[Collected data entries]

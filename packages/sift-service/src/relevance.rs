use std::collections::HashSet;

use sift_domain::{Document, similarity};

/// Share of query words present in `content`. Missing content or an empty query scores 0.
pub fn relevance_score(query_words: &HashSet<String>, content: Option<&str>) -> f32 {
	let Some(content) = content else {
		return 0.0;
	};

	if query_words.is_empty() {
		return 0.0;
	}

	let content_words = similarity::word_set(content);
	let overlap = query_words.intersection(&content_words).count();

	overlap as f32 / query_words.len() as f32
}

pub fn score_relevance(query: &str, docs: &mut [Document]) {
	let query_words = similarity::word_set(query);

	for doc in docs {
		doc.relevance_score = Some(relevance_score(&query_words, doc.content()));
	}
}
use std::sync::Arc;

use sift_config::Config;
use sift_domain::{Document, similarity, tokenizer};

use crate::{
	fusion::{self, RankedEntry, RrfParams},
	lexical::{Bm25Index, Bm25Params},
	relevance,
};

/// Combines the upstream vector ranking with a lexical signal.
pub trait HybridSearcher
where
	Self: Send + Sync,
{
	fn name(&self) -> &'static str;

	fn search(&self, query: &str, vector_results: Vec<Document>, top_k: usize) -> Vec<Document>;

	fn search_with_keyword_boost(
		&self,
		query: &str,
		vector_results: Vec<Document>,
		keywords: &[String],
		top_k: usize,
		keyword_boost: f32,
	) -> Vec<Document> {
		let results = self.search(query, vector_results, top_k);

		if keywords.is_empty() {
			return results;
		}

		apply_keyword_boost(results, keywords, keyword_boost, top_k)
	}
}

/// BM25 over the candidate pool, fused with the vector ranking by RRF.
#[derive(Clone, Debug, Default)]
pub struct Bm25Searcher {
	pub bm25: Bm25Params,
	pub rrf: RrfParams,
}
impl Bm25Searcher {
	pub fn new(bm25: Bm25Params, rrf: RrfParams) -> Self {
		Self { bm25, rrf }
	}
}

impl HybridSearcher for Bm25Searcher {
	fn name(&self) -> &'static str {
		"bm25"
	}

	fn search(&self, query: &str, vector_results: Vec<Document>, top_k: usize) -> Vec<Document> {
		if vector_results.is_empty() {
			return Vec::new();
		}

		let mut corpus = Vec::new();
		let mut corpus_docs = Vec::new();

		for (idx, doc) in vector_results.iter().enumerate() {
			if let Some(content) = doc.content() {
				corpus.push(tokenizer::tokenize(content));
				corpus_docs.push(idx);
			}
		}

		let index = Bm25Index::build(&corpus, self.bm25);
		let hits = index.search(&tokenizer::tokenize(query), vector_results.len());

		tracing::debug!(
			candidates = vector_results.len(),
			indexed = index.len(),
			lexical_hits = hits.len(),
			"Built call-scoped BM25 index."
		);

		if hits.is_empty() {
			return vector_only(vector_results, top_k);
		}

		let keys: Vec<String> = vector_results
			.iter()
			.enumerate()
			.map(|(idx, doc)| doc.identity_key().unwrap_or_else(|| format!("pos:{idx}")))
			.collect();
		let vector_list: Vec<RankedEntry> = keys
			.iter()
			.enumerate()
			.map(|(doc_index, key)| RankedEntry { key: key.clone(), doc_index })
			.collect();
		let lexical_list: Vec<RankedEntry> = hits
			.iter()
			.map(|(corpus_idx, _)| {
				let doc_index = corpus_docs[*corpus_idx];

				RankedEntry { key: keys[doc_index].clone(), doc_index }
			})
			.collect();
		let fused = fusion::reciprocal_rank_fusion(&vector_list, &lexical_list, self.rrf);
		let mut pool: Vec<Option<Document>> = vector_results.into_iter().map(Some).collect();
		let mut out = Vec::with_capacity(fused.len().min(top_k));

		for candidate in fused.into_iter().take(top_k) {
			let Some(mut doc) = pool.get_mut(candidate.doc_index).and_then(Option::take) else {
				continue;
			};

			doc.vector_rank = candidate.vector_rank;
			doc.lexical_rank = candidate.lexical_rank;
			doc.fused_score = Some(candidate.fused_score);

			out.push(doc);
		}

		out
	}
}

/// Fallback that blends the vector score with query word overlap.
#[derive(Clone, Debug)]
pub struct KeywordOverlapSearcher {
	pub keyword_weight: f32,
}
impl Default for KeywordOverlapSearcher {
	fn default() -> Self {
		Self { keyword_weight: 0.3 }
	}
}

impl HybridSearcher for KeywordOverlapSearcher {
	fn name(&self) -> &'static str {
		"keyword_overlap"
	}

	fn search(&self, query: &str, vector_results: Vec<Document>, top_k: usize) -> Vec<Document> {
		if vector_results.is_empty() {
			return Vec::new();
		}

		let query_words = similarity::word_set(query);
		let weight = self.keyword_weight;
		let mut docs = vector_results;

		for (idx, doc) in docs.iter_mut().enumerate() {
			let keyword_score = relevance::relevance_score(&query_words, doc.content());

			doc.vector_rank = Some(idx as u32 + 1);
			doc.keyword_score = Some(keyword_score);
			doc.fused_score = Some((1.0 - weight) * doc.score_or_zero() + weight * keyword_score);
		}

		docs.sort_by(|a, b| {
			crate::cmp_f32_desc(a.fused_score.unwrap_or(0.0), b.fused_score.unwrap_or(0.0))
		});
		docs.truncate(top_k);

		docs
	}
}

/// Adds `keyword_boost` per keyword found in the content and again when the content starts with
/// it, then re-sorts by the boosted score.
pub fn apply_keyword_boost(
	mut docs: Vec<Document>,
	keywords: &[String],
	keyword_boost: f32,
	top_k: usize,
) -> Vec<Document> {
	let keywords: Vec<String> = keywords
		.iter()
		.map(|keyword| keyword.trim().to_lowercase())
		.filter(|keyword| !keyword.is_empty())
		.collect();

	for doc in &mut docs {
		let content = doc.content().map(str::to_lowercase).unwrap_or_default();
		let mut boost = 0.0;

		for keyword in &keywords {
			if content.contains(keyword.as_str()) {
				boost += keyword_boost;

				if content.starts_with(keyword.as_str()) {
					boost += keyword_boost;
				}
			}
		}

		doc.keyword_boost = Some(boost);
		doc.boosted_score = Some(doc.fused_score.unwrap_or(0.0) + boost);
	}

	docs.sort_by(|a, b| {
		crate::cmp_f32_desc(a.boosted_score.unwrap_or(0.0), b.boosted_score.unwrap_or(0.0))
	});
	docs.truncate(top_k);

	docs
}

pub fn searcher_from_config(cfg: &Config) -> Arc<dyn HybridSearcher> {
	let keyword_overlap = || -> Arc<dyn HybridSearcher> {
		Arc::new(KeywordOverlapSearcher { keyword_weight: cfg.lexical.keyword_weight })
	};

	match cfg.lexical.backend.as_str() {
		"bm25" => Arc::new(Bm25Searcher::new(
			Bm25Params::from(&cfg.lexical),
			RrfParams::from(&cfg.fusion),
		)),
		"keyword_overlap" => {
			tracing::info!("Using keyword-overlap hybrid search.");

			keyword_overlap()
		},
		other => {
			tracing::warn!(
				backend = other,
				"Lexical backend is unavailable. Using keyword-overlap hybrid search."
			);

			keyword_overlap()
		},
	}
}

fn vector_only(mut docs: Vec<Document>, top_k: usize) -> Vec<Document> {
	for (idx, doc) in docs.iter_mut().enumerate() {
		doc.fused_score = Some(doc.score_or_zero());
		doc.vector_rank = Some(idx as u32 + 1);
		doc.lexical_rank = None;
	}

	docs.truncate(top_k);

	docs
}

» **ACTION ITEM**: Scan the records for the string "similarity" and report each line where it occurs.

» **EXERCISE ANSWER**:
use sift_domain::{Document, similarity};
	let content_words = similarity::word_set(content);
	let query_words = similarity::word_set(query);
use sift_domain::{Document, similarity, tokenizer};
		let query_words = similarity::word_set(query);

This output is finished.